Antiplatelet therapy in the prevention of stroke

Abstract

Aspirin (acetylsalicylic acid) is effective in reducing vascular outcome events in patients with atherosclerosis: a relative risk reduction of about 30% for stroke, 22% for stroke and death, and 15% for vascular mortality. It is probable that low and high dose aspirin are similar in efficacy. Complications are more frequent with high dose aspirin than with low doses. Four randomised trials evaluating sulfinpyrazone vs placebo, and 3 trials evaluating sulfinpyrazone vs aspirin, showed more cerebrovascular events in the sulfinpyrazone group than in the aspirin and placebo groups. One small trial comparing dipyridamole with placebo in patients with cerebrovascular disease found no difference between the 2 groups in outcome. No other studies have compared dipyridamole alone with placebo or aspirin.
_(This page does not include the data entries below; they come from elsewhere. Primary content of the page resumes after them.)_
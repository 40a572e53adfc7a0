use cartsum::prelude::*;

/// Store API endpoints and default database for this entry point
const CARTS_URL: &str = "https://fakestoreapi.com/carts";
const PRODUCTS_URL: &str = "https://fakestoreapi.com/products";
const DEFAULT_DATABASE: &str = "user_cart_data.db";

#[tokio::main]
async fn main() {
    let database = match parse_args(std::env::args().collect()) {
        Ok(path) => path,
        Err(e) => {
            eprintln!("cartsum-db: {e}");
            std::process::exit(2);
        }
    };

    CliApp::new("cartsum-db").run(run_pipeline(database)).await
}

/// Accept an optional database path; anything more is a usage error
fn parse_args(args: Vec<String>) -> Result<String, AppError> {
    match args.len() {
        1 => Ok(DEFAULT_DATABASE.to_string()),
        2 => Ok(args[1].clone()),
        _ => Err(AppError::InvalidArguments(
            "usage: cartsum-db [store.db]".to_string(),
        )),
    }
}

/// Page through the cart feed, fetch products concurrently, replace the
/// summary table in the database
async fn run_pipeline(database: String) -> Result<(), AppError> {
    let source = HttpSource::new(CARTS_URL, PRODUCTS_URL)?.with_pagination();
    let pipeline = CartPipeline::new(source);

    let mut sink = SqliteSink::open(&database)?;
    let rows = pipeline.run(&mut sink).await?;

    tracing::info!(rows, database = %database, "run complete");
    Ok(())
}
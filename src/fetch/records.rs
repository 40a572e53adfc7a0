use chrono::{DateTime, Utc};
use serde::Deserialize;

use crate::domain::{CartEntry, CartLine, Product};

/// Cart record as returned by the store API
///
/// The wire format is camelCase; dates are RFC 3339 timestamps.
#[derive(Debug, Deserialize)]
#[serde(rename_all = "camelCase")]
pub struct RawCartRecord {
    pub user_id: u64,
    pub date: DateTime<Utc>,
    pub products: Vec<RawCartLine>,
}

/// One product line inside a raw cart record
#[derive(Debug, Deserialize)]
#[serde(rename_all = "camelCase")]
pub struct RawCartLine {
    pub product_id: u64,
    pub quantity: u32,
}

/// Product record as returned by the store API
///
/// The catalog carries more fields (title, price, description, image);
/// only the id and the aggregation dimension are retained.
#[derive(Debug, Deserialize)]
pub struct RawProductRecord {
    pub id: u64,
    pub category: String,
}

impl From<RawCartLine> for CartLine {
    fn from(raw: RawCartLine) -> Self {
        CartLine::new(raw.product_id, raw.quantity)
    }
}

impl From<RawCartRecord> for CartEntry {
    fn from(raw: RawCartRecord) -> Self {
        CartEntry::new(
            raw.user_id,
            raw.date,
            raw.products.into_iter().map(CartLine::from).collect(),
        )
    }
}

impl From<RawProductRecord> for Product {
    fn from(raw: RawProductRecord) -> Self {
        Product::new(raw.id, raw.category)
    }
}
use std::path::PathBuf;
use thiserror::Error;

#[derive(Debug, Error)]
/// Errors produced while loading a formatter configuration.
pub enum ConfigError {
    #[error("failed to read config file {path}: {source}")]
    /// The configuration file could not be read.
    Io {
        /// Path of the configuration file.
        path: PathBuf,
        /// The underlying I/O error.
        #[source]
        source: std::io::Error,
    },

    #[error("JSON parse error: {0}")]
    /// The configuration is not valid JSON or does not match the expected shape.
    Json(#[from] serde_json::Error),
}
The European Stroke Prevention Study II is currently in progress and is comparing dipyridamole + aspirin, dipyridamole, aspirin, and placebo. In the first year, the Ticlopidine Aspirin Stroke Study (TASS) showed a 42% risk reduction for stroke and death using the efficacy analysis and a 47% risk reduction for stroke and stroke death. Ticlopidine was more effective than aspirin in reducing stroke in both males and females. Apart from a reversible severe neutropenia in 0.86% of patients, ticlopidine-related adverse effects were relatively benign and reversible. The Canadian-American Ticlopidine Study (CATS) compared ticlopidine with placebo in patients with completed major strokes. The cumulative event rates for the primary outcome events of stroke, myocardial infarction and vascular death, using the efficacy approach, show clear evidence of separation almost immediately after randomisation, consistent with a constant risk reduction of about 30% in the ticlopidine group. These data provide strong evidence that ticlopidine conveys a clinically important reduction in the risk of thromboembolic events in patients with a history of completed thromboembolic stroke. In conclusion, aspirin is effective in preventing atherothrombotic morbidity and mortality. It reduces the overall vascular event rate by about 25%. Sulfinpyrazone and dipyridamole appear to add nothing important over aspirin alone. Ticlopidine is more effective than aspirin in preventing stroke. The modest, reversible risk of neutropenia, affecting less than 1% of patients, makes the benefit: risk ratio a reasonable one.